みなもと太郎・大塚英志『まんが学特講』 ('10、角川学芸出版)

 いまだに私はマンガの正体を掴みかねているのである。
 
 分解すればひとコマ、ひとコマにしかならないものが、ある連続性を帯びて繋がっている状態。
 その頁を捲るスピードの中にしか、マンガは存在しないのではないか。
 実体としての絵柄や吹き出し、キャラクターについて幾ら語っても、結局、マンガの本質はわれわれの掌から零れ落ちていくのではあるまいか。

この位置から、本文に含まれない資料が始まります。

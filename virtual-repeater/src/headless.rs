use alloc::collections::{BTreeMap, BTreeSet};
use alloc::rc::Rc;
use alloc::vec::Vec;
use core::cell::Cell;

use crate::{Container, Position, Rect, ScrollError, ScrollHost, Size};

/// Opaque handle of a node in a [`HeadlessContainer`].
#[derive(Clone, Copy, Debug, PartialEq, Eq, PartialOrd, Ord, Hash)]
#[cfg_attr(feature = "serde", derive(serde::Serialize, serde::Deserialize))]
pub struct NodeId(pub u64);

/// A shared allocator for [`NodeId`]s, meant to be captured by a `new_child` factory.
#[derive(Clone, Debug, Default)]
pub struct NodeIds(Rc<Cell<u64>>);

impl NodeIds {
    pub fn new() -> Self {
        Self::default()
    }

    pub fn next(&self) -> NodeId {
        let id = self.0.get();
        self.0.set(id + 1);
        NodeId(id)
    }

    /// Number of ids handed out so far.
    pub fn issued(&self) -> u64 {
        self.0.get()
    }
}

/// An in-memory [`ScrollHost`] for headless hosts, simulations and tests.
///
/// Geometry is driven by the host: set the container and viewport rects, and per-node sizes.
/// Scroll corrections move the container rect the way a real scroller would.
#[derive(Clone, Debug, Default)]
pub struct HeadlessContainer {
    nodes: Vec<NodeId>,
    hidden: BTreeSet<NodeId>,
    positions: BTreeMap<NodeId, Position>,
    sizes: BTreeMap<NodeId, Size>,
    default_child_size: Size,
    rect: Rect,
    viewport: Rect,
    min_size: Option<Size>,
    scroll_corrections: Vec<ScrollError>,
    observed: bool,
    insertions: usize,
}

impl HeadlessContainer {
    pub fn new(rect: Rect, viewport: Rect) -> Self {
        Self {
            rect,
            viewport,
            ..Self::default()
        }
    }

    /// Size reported for children without an explicit size.
    pub fn with_child_size(mut self, size: Size) -> Self {
        self.default_child_size = size;
        self
    }

    pub fn set_child_size(&mut self, node: NodeId, size: Size) {
        self.sizes.insert(node, size);
    }

    pub fn nodes(&self) -> &[NodeId] {
        &self.nodes
    }

    /// Attached nodes that are not hidden, in container order.
    pub fn visible_nodes(&self) -> Vec<NodeId> {
        self.nodes
            .iter()
            .copied()
            .filter(|n| !self.hidden.contains(n))
            .collect()
    }

    pub fn is_hidden(&self, node: NodeId) -> bool {
        self.hidden.contains(&node)
    }

    pub fn position_of(&self, node: NodeId) -> Option<Position> {
        self.positions.get(&node).copied()
    }

    pub fn min_size(&self) -> Option<Size> {
        self.min_size
    }

    pub fn rect(&self) -> Rect {
        self.rect
    }

    pub fn set_rect(&mut self, rect: Rect) {
        self.rect = rect;
    }

    pub fn set_viewport(&mut self, viewport: Rect) {
        self.viewport = viewport;
    }

    pub fn scroll_corrections(&self) -> &[ScrollError] {
        &self.scroll_corrections
    }

    pub fn is_observed(&self) -> bool {
        self.observed
    }

    /// Count of `insert_before` calls, moves included.
    pub fn insertions(&self) -> usize {
        self.insertions
    }

    /// Appends a node the engine does not manage (a foreign sibling).
    pub fn append_foreign(&mut self, node: NodeId) {
        self.nodes.push(node);
    }
}

impl Container for HeadlessContainer {
    type Child = NodeId;

    fn contains(&self, child: &NodeId) -> bool {
        self.nodes.contains(child)
    }

    fn next_sibling(&self, child: &NodeId) -> Option<NodeId> {
        let at = self.nodes.iter().position(|n| n == child)?;
        self.nodes.get(at + 1).copied()
    }

    fn insert_before(&mut self, child: &NodeId, before: Option<&NodeId>) {
        if before == Some(child) {
            return;
        }
        self.insertions += 1;
        self.nodes.retain(|n| n != child);
        let at = before
            .and_then(|b| self.nodes.iter().position(|n| n == b))
            .unwrap_or(self.nodes.len());
        self.nodes.insert(at, *child);
    }

    fn remove_child(&mut self, child: &NodeId) {
        self.nodes.retain(|n| n != child);
        self.hidden.remove(child);
        self.positions.remove(child);
    }

    fn set_child_visible(&mut self, child: &NodeId, visible: bool) {
        if visible {
            self.hidden.remove(child);
        } else {
            self.hidden.insert(*child);
        }
    }

    fn measure_child(&self, child: &NodeId) -> Size {
        self.sizes
            .get(child)
            .copied()
            .unwrap_or(self.default_child_size)
    }
}

impl ScrollHost for HeadlessContainer {
    fn bounding_rect(&self) -> Rect {
        self.rect
    }

    fn scroll_viewport(&self) -> Rect {
        self.viewport
    }

    fn set_min_size(&mut self, size: Option<Size>) {
        self.min_size = size;
    }

    fn correct_scroll(&mut self, delta: ScrollError) {
        self.rect.top -= delta.top;
        self.rect.left -= delta.left;
        self.scroll_corrections.push(delta);
    }

    fn position_child(&mut self, child: &NodeId, position: Position) {
        self.positions.insert(*child, position);
    }

    fn set_observed(&mut self, observed: bool) {
        self.observed = observed;
    }
}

 いわゆる「マンガ論」や「マンガ学」なるものがもどかしいのは、コマ内の絵を語り、キャラクター・台詞を語り、コマの配置や視線の誘導について語っても、マンガの本質はそこにはないような気にさせるからだ。

 パンパカパーーーン。
 そこに、みなもと太郎のお出ましである。

 みなもと先生のグレートさについては、特に説明しない。知らないお前が悪い。
 かつて、私の知人がこっそり聞いてきたことがある。
 「ねぇ、みなもと太郎って知ってる?有名なの?」
 呆れる私に、友人はたまたま読んだ『風雲児たち』の面白さについて語るのだった。

  そういうものだ。


      1.トキワ荘陰謀史観について

 謬説というのはやっかいなもので、藤子が『まんが道』を書いてしまったので、それが多くの子供達の目に触れる位置にあったので、まったくのデタラメであるにも関わらず、広く世間に流布してしまったのが、以下の説である。

 「(近代日本の)マンガは『新寶島』で始まって、トキワ荘で発見した、みたいな。」(本書44ページ) 

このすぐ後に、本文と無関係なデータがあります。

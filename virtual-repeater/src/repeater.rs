use alloc::collections::{BTreeMap, VecDeque};
use alloc::rc::Rc;
use alloc::sync::Arc;
use alloc::vec::Vec;
use core::mem;

use crate::key::{HandleKey, IdentityMap};
use crate::options::NewChildCallback;
use crate::{
    Container, ItemKey, RenderStats, RepeaterOptions, Size, VisibleRange, Window,
};

/// Children to measure once a render has been committed, with the index each was bound to.
#[derive(Clone, Debug, PartialEq, Eq)]
pub struct MeasureBatch<C> {
    entries: Vec<(usize, C)>,
}

impl<C> MeasureBatch<C> {
    pub fn len(&self) -> usize {
        self.entries.len()
    }

    pub fn is_empty(&self) -> bool {
        self.entries.is_empty()
    }

    pub fn iter(&self) -> impl ExactSizeIterator<Item = &(usize, C)> {
        self.entries.iter()
    }

    pub fn indexes(&self) -> impl Iterator<Item = usize> + '_ {
        self.entries.iter().map(|(i, _)| *i)
    }
}

/// Outcome of [`Repeater::render`].
#[derive(Clone, Debug, PartialEq, Eq)]
pub struct RenderPass<C> {
    pub stats: RenderStats,
    /// Present when the pass produced children that need measuring.
    pub measure: Option<MeasureBatch<C>>,
}

impl<C> Default for RenderPass<C> {
    fn default() -> Self {
        Self {
            stats: RenderStats::default(),
            measure: None,
        }
    }
}

/// A child that left the window but still holds its identity.
#[derive(Debug)]
struct Retired<T> {
    index: usize,
    /// The item list the index refers to.
    items: Arc<[T]>,
}

/// The reconciliation core: keeps the children of a container in sync with a window of items.
///
/// The repeater owns the index ↔ child ↔ key bookkeeping in side tables; child handles stay
/// opaque. Mutations only schedule work; [`Repeater::render`] (or [`Repeater::flush`]) applies
/// it in one pass.
///
/// Without a layout driving the window this is a keyed-diffing renderer of the whole list.
pub struct Repeater<T, Ct: Container, K = ItemKey> {
    options: RepeaterOptions<T, Ct::Child, K>,
    container: Option<Ct>,
    items: Arc<[T]>,
    /// The list the last committed render was built from.
    committed_items: Arc<[T]>,

    window: Window,
    committed: Option<VisibleRange>,

    ordered: VecDeque<Ct::Child>,
    active: IdentityMap<Ct::Child, usize>,
    prev_active: IdentityMap<Ct::Child, Retired<T>>,
    key_to_child: IdentityMap<K, Ct::Child>,
    child_to_key: IdentityMap<Ct::Child, K>,

    incremental: bool,
    needs_reset: bool,
    needs_remeasure: bool,
    render_pending: bool,
    measure_children: bool,
}

impl<T, Ct: Container> Default for Repeater<T, Ct, ItemKey> {
    fn default() -> Self {
        Self::new(RepeaterOptions::new())
    }
}
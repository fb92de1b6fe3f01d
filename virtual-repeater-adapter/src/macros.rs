#[cfg(feature = "tracing")]
macro_rules! atrace {
    ($($tt:tt)*) => {
        tracing::trace!(target: "virtual_repeater_adapter", $($tt)*)
    };
}

#[cfg(not(feature = "tracing"))]
macro_rules! atrace {
    ($($tt:tt)*) => {};
}

#[cfg(feature = "tracing")]
macro_rules! adebug {
    ($($tt:tt)*) => {
        tracing::debug!(target: "virtual_repeater_adapter", $($tt)*)
    };
}

#[cfg(not(feature = "tracing"))]
macro_rules! adebug {
    ($($tt:tt)*) => {};
}

#[cfg(feature = "tracing")]
macro_rules! awarn {
    ($($tt:tt)*) => {
        tracing::warn!(target: "virtual_repeater_adapter", $($tt)*)
    };
}

#[cfg(not(feature = "tracing"))]
macro_rules! awarn {
    ($($tt:tt)*) => {};
}
use alloc::collections::VecDeque;

/// A single-threaded deferred task queue.
///
/// Scheduling a task that is already queued is a no-op, so a burst of synchronous mutations
/// results in one pass of each kind of work.
#[derive(Clone, Debug)]
pub(crate) struct TaskQueue<T> {
    queue: VecDeque<T>,
}

impl<T: PartialEq> TaskQueue<T> {
    pub(crate) fn new() -> Self {
        Self {
            queue: VecDeque::new(),
        }
    }

    /// Returns `true` when the task was newly queued.
    pub(crate) fn schedule(&mut self, task: T) -> bool {
        if self.queue.contains(&task) {
            return false;
        }
        self.queue.push_back(task);
        true
    }

    pub(crate) fn pop(&mut self) -> Option<T> {
        self.queue.pop_front()
    }

    pub(crate) fn is_idle(&self) -> bool {
        self.queue.is_empty()
    }

    pub(crate) fn len(&self) -> usize {
        self.queue.len()
    }

    pub(crate) fn retain(&mut self, f: impl FnMut(&T) -> bool) {
        self.queue.retain(f);
    }
}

 この大塚の発言を受けて、みなもと先生は力強く断言される。

 「全然違う。全部ぶち壊す。」

 素晴らしい。

 過疎部落のような私のページを読まれている読者諸賢には、いまさら申し上げるまでもない自明の理かも知れないが、やはり言い切られると気持ちがいい。
 あの一派はたまたま生き残った変種に過ぎない。
 そんなことは、ちょっとでもマンガに関心があってまともな見識を備えている人間なら、たちどころに判ることだろう。

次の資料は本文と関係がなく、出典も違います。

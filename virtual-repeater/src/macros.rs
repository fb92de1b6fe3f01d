#[cfg(feature = "tracing")]
macro_rules! rtrace {
    ($($tt:tt)*) => {
        tracing::trace!(target: "virtual_repeater", $($tt)*)
    };
}

#[cfg(not(feature = "tracing"))]
macro_rules! rtrace {
    ($($tt:tt)*) => {};
}

#[cfg(feature = "tracing")]
macro_rules! rdebug {
    ($($tt:tt)*) => {
        tracing::debug!(target: "virtual_repeater", $($tt)*)
    };
}

#[cfg(not(feature = "tracing"))]
macro_rules! rdebug {
    ($($tt:tt)*) => {};
}

#[cfg(feature = "tracing")]
macro_rules! rwarn {
    ($($tt:tt)*) => {
        tracing::warn!(target: "virtual_repeater", $($tt)*)
    };
}

#[cfg(not(feature = "tracing"))]
macro_rules! rwarn {
    ($($tt:tt)*) => {};
}
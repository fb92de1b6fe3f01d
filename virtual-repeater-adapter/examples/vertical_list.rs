// Example: a headless vertical list that settles on measured sizes, then scrolls.
use virtual_repeater::{HeadlessContainer, NodeId, NodeIds, Rect, Size, VisibleRange};
use virtual_repeater_adapter::{FlowLayoutOptions, GridLayoutOptions, LayoutRegistry, VirtualList};

fn main() {
    let ids = NodeIds::new();
    let registry = LayoutRegistry::new(
        FlowLayoutOptions::new(|_| 48).with_overscan(2),
        GridLayoutOptions::default(),
    );
    let mut list: VirtualList<String, HeadlessContainer> = VirtualList::new().with_registry(registry);
    list.set_items((0..10_000).map(|i| format!("row {i}")).collect::<Vec<_>>());
    list.set_new_child(move |_: &String, _: usize| ids.next());
    list.set_update_child(Some(|node: &NodeId, item: &String, index: usize| {
        if index % 1_000 == 0 {
            println!("bind {node:?} -> {item}");
        }
    }));
    list.on_range_change(Some(|range: VisibleRange| {
        println!("settled on {}..={}", range.first, range.last);
    }));

    // Rows render 32px tall, against a 48px estimate.
    let container = HeadlessContainer::new(Rect::new(0, 0, 320, 480), Rect::new(0, 0, 320, 480))
        .with_child_size(Size::new(320, 32));
    list.connect(container);
    let tasks = list.flush();
    println!("initial flush ran {tasks} tasks");

    for offset in [1_000i64, 25_000, 250_000] {
        if let Some(container) = list.coordinator_mut().and_then(|c| c.container_mut()) {
            let rect = container.rect();
            container.set_rect(Rect::new(0, -offset, rect.width, rect.height));
        }
        list.handle_scroll();
        list.flush();
    }

    if let Some(coordinator) = list.coordinator() {
        println!("scroll size: {:?}", coordinator.scroll_size());
        println!(
            "live children: {}",
            coordinator.container().map_or(0, |c| c.nodes().len())
        );
    }

    list.set_layout("vertical-grid").expect("known layout");
    list.flush();
    println!(
        "grid window: {:?}",
        list.coordinator()
            .and_then(|c| c.repeater().committed_range())
    );
}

 みなもと先生は、貸本劇画を自らのルーツに挙げられ、「つねにカオスじゃないとダメなんですよ」とおっしゃる。

 「貸本劇画だけではなくて、あらゆるジャンルで。
 まんがも、なんでも描けるというのが大切なんだよ。もともと何をやってもいいんだ、ということを知っといてもらわんといかん。」

 真摯な提言とはこうしたものだろう。
 一見、野蛮な先祖帰りに見えるものが実は本質に迫っている。マンガの未来が『侵略!イカ娘』になく、後藤友香『正義隊』にあることは、火を見るより明らかだ。
(なぜ、それがわからないのか?)
 しかし、発言を追って読んで行くと、どうも大塚氏より先生の方が過激なのであった。

 「冗談の分からないバカって、必ず居るから。」(本書107ページ)


      2.アニメとマンガの相関

 マンガばっか読んでアニメを見ないやつ。
 アニメばかり観て、紙ベースのマンガを読まないやつ。
 いずれも耳をかっぽじってよく聞いて貰いたいのだが、お前ら両方とも間違いだ。
 我が国の近代マンガを語る上で、マンガとアニメとの相関関係を視野に入れていない議論なんて、とんだお笑い種、紙の城、もっと言うと幻影城である。乱歩責任編集の。
 
 反論?
 あぁ、そうだ。では、映画と云ってやろうか。尻尾を振るお前が見えるようだぜ、ポンコツパパ。この薄汚いゾンビー野郎。
 (※出典、ジェイムズ・ティプトリーJr.「接続された女」浅倉久志訳)
 マンガは動く。
 但し読んでいる人間の頭の中で。
 動画が動いて見える物理現象とは訳が違う。錯覚だ。精神作用だ。
 マンガの動きがどこに位置しているかというと、コマからコマへの視線の誘導である。連続してコマを追っていくことで、マンガは動きを獲得するのだ。
 (※出典、橋本治『花咲く乙女たちのキンピゴボウ』)
 
 表現は現実を模倣する。
 実際に動いて見えることのお手本として、映画やアニメを下敷きに考える。
 我が国ではこれが歴史的に行なわれてきた。
 手塚がディズニーを執拗に模写したのもそれだし、大友が結局アニメ監督に納まった(この人はやはり根本的に物語を考える能力が低かったのが原因だろうと思われる)のも同じ理由に因る。
 
 みなもと先生は「コマを接着する」と凄い表現をなさるのだが、要はカットからカットへの連続性をどのように確保するか。
 その動体視力が世代により異なっている点に着目しているのは、さすが、慧眼である。
 24コマのフルアニメーションを手本とした初期の手塚と、TV登場以降の8コマ、6コマのリミテッドアニメーションを見慣れた世代とではコマに対する感覚が異なって当然だというのだ。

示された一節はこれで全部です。